Planned or previous treatment of hematological malignancy with one of the following:
Matched related HSCT
Mismatched related HSCT
For patients who have received a transplant, occurrence of one of the following > 30 days post-HSCT:
Minimal residual disease (MRD) positive at > 1 copy per 1 x 10,000 reference copies post-HSCT
Decreasing donor chimerism detected on two bone marrow biopsies or peripheral blood analyses at a > 7-day interval
Recurrent disease
Life expectancy >10 weeks;
Signed donor and patient/guardian informed consent;
For mismatched related donor recipients, a minimum genotypic identical match of 5/10 is required, as determined by high resolution typing, at least one allele of each of the following genetic loci must be matched: HLA-A, HLA-B, HLA-C, HLA- DRB1, and HLA-DQB1.
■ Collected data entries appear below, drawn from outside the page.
//! # Audio Module
//!
//! Per-guild playback: the request queue, the player state machine that
//! drains it, the registry that owns one session per guild, and the voice
//! transport seam.
//!
//! ## Architecture
//!
//! ### [`queue`]
//! - FIFO of pending requests, classified as URL or search at creation
//!
//! ### [`session`]
//! - `Idle → Connecting → Playing ⇄ Paused`, with `Disconnected` as terminal state
//! - Single track-end path that advances the queue
//! - Cancellation of in-flight resolution on skip and stop
//!
//! ### [`registry`]
//! - Guild id to session map, lazily populated
//! - Track-end worker per session
//!
//! ### [`voice`]
//! - [`voice::VoiceSession`] trait over a guild's voice connection
//! - songbird implementation used in production

pub mod queue;
pub mod registry;
pub mod session;
pub mod voice;
//! Share locators and downloader invocations for a marked clip.

use thiserror::Error;
use url::Url;

use crate::clip::{ClipBoundary, ClipRange};
use crate::timecode::format_for_tool;
use crate::video_ref::VideoRef;

/// Host used for watch and share links.
pub const DEFAULT_VIDEO_HOST: &str = "www.youtube.com";

/// Downloader named in the copyable command.
pub const DEFAULT_DOWNLOADER: &str = "yt-dlp";

#[derive(Debug, Error)]
pub enum ShareError {
    #[error("Invalid video host '{0}'")]
    InvalidHost(String),

    #[error("Invalid watch URL: {0}")]
    Url(#[from] url::ParseError),

    #[error("Downloader name cannot be empty")]
    EmptyDownloader,
}

/// Builds the externally visible links for a video.
#[derive(Debug, Clone)]
pub struct ShareTarget {
    watch_base: Url,
    downloader: String,
}

impl ShareTarget {
    /// Create a target for `https://<host>/watch` and the given downloader executable.
    pub fn new(host: &str, downloader: impl Into<String>) -> Result<Self, ShareError> {
        let host = host.trim();
        if host.is_empty() || host.contains(&['/', '?', '#', '@', ' '][..]) {
            return Err(ShareError::InvalidHost(host.to_string()));
        }

        let watch_base = Url::parse(&format!("https://{}/watch", host))?;

        let downloader = downloader.into();
        if downloader.trim().is_empty() {
            return Err(ShareError::EmptyDownloader);
        }

        Ok(Self { watch_base, downloader })
    }

    pub fn downloader(&self) -> &str {
        &self.downloader
    }

    /// `https://<host>/watch?v=<id>`
    pub fn watch_url(&self, video: &VideoRef) -> String {
        let mut url = self.watch_base.clone();
        url.query_pairs_mut().append_pair("v", video.as_str());
        url.into()
    }

    /// `https://<host>/watch?v=<id>&start=<floor(start)>&end=<floor(end)>`
    pub fn share_url(&self, video: &VideoRef, range: &ClipRange) -> String {
        let mut url = self.watch_base.clone();
        url.query_pairs_mut()
            .append_pair("v", video.as_str())
            .append_pair("start", &range.start_secs().to_string())
            .append_pair("end", &range.end_secs().to_string());
        url.into()
    }

    /// `<tool> --download-sections "*HH:MM:SS-HH:MM:SS" "<watch url>"`
    ///
    /// Unset marks render as `00:00:00`.
    pub fn download_command(&self, video: &VideoRef, boundary: &ClipBoundary) -> String {
        format!(
            "{} --download-sections \"*{}-{}\" \"{}\"",
            self.downloader,
            format_for_tool(boundary.start),
            format_for_tool(boundary.end),
            self.watch_url(video)
        )
    }
}

impl Default for ShareTarget {
    fn default() -> Self {
        Self::new(DEFAULT_VIDEO_HOST, DEFAULT_DOWNLOADER).expect("default share target is valid")
    }
}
Performance status: Karnofsky/Lansky score > 70%.
Adequate organ function as measured by:
High-risk Acute Leukemia (Acute lymphoblastic leukemia [ALL] or acute myeloid leukemia [AML]) in any CR
High-risk Acute Leukemia (Acute lymphoblastic leukemia [ALL] or acute myeloid leukemia [AML]) in any CR
Hepatic: direct bilirubin ≤ 3x ULN, or AST/ALT ≤ 5x ULN.
Bone marrow;
25% donor T cell chimerism
ANC >1 x 10^9/L.
Cardiac: LVEF at rest >45%.
Pulmonary: FEV 1, FVC, DLCO (diffusion capacity for CO) > 50% predicted (corrected for hemoglobin); for children who are unable to perform pulmonary function tests due to age or developmental ability, there must be no evidence of dyspnea or no need for supplemental oxygen as evidenced by 02 saturation ≥ 92% on room air.
Hepatic: direct bilirubin ≤ 3x ULN, or AST/ALT ≤ 5x ULN.
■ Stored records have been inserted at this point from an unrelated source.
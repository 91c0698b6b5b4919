//! Error types for player operations.

use thiserror::Error;

/// Result type for player operations.
pub type PlayerResult<T> = Result<T, PlayerError>;

/// Errors raised while acquiring the embed API or creating a player.
///
/// Once a player exists, its operations do not fail: calls against a
/// destroyed or missing instance are no-ops.
#[derive(Debug, Error)]
pub enum PlayerError {
    #[error("Player API unavailable: {0}")]
    ApiUnavailable(String),

    #[error("Failed to create player in '{container_id}': {message}")]
    CreateFailed { container_id: String, message: String },
}

impl PlayerError {
    pub fn api_unavailable(msg: impl Into<String>) -> Self {
        Self::ApiUnavailable(msg.into())
    }

    pub fn create_failed(container_id: impl Into<String>, message: impl Into<String>) -> Self {
        Self::CreateFailed {
            container_id: container_id.into(),
            message: message.into(),
        }
    }
}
Renal: creatinine clearance ≤ 2x of ULN for age

Exclusion Criteria:

≥ Grade II acute GVHD or moderate to severe chronic GVHD due to a previous allograft at the time of screening;

Active CNS involvement by malignant cells (< 2 months prior to time of consent);
Current uncontrolled bacterial, viral or fungal infection (currently taking medication with evidence of progression of clinical symptoms or radiologic findings).
Positive HIV serology or viral RNA;
Pregnancy (positive serum βHCG test) or breast-feeding female;
Patients of reproductive age unwilling to use effective forms of birth control or abstinence for a year after BPX-501 T cell infusion.